= The task =
Scan the entries below. List each line with "Some".

*** Supplied material ***

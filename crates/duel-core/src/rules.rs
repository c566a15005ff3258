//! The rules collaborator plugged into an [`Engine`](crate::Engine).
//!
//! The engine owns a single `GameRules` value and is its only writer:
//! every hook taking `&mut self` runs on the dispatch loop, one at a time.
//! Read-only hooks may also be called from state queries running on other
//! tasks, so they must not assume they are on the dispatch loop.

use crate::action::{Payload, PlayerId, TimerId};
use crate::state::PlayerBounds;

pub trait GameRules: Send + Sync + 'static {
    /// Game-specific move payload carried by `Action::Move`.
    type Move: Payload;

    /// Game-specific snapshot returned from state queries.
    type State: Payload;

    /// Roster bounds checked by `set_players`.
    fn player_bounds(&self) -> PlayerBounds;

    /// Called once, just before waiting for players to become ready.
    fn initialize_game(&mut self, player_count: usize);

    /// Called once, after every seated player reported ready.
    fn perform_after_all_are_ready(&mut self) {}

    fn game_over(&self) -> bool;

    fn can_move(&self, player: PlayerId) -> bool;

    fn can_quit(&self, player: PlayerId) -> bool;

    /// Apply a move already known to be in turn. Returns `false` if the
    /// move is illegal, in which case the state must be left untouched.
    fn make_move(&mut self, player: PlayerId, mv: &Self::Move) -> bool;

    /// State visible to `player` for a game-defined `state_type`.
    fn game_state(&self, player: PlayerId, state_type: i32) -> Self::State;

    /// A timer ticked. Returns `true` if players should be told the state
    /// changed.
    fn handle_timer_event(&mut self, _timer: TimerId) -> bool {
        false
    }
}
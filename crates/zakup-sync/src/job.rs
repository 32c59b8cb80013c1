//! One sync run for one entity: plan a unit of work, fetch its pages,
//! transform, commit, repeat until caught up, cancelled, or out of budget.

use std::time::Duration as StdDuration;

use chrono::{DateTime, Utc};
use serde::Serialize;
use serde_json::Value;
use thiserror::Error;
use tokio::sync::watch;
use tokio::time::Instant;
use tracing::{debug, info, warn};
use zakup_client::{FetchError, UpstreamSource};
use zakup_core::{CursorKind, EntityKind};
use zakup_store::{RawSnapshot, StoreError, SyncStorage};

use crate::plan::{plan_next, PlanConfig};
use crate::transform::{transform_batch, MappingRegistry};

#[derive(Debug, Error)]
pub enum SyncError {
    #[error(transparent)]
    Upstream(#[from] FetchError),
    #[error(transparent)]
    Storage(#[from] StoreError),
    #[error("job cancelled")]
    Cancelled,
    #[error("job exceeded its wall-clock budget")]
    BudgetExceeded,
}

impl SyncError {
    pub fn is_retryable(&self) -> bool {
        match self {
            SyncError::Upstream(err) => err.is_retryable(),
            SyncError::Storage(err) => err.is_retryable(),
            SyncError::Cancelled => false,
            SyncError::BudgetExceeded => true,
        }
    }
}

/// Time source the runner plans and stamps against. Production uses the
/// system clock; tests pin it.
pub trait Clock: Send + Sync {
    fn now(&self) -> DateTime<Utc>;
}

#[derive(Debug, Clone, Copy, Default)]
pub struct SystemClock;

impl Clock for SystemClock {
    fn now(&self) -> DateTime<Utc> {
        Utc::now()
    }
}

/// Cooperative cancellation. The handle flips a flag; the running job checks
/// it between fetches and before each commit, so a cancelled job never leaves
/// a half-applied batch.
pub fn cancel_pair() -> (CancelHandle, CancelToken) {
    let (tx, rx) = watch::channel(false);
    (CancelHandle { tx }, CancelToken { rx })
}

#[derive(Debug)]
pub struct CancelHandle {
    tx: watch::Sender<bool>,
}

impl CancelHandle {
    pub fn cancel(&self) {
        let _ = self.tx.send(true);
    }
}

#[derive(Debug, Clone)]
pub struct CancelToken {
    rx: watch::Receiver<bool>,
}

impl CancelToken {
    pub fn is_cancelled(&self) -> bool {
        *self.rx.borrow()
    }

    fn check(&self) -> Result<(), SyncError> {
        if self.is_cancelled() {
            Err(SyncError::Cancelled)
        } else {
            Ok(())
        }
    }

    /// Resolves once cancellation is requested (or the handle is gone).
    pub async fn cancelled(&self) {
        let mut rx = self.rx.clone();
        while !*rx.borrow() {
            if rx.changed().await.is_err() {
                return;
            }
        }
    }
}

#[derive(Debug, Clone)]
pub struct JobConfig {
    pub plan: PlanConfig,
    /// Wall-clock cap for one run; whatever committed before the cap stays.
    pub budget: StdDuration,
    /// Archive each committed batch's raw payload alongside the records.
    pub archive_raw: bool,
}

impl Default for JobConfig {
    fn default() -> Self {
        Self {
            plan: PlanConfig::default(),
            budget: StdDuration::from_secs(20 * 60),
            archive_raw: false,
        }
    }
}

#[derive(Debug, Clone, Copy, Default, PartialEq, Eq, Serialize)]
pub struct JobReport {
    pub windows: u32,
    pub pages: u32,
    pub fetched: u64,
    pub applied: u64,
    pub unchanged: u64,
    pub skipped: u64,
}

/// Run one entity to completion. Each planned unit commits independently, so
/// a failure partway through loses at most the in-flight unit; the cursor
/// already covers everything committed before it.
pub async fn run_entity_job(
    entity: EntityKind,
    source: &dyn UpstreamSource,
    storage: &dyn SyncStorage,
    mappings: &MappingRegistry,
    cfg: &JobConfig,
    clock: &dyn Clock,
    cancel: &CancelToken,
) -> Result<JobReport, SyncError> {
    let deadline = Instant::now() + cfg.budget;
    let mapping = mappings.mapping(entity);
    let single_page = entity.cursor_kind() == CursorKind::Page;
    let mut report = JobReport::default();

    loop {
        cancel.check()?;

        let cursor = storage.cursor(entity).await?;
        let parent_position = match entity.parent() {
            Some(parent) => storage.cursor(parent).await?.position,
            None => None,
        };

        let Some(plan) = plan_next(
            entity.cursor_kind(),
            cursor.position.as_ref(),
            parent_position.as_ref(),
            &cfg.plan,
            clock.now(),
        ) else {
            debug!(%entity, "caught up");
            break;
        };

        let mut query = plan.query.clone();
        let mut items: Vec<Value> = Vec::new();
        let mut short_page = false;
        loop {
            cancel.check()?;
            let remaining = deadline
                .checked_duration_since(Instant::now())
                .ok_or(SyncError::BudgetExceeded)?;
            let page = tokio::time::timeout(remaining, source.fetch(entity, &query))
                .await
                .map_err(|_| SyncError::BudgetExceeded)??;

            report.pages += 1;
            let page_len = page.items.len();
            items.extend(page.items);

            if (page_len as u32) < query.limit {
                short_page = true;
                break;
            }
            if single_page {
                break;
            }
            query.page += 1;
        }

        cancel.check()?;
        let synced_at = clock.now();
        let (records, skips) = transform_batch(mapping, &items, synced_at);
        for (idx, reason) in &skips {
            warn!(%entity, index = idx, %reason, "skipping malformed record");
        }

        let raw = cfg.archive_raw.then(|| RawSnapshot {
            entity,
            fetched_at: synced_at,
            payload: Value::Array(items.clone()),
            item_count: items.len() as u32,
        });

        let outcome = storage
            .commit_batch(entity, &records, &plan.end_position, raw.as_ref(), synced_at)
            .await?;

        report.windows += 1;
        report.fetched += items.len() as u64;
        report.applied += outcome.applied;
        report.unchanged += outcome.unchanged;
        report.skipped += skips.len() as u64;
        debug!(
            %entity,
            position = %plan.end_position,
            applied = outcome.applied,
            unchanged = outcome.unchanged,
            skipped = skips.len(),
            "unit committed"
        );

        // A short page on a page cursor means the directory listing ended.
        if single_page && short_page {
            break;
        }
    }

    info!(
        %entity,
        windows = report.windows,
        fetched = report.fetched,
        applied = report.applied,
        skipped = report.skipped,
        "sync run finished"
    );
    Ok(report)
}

*** End of Supplied material ***

= Answer to this problem =
            Some(parent) => storage.cursor(parent).await?.position,
        let Some(plan) = plan_next(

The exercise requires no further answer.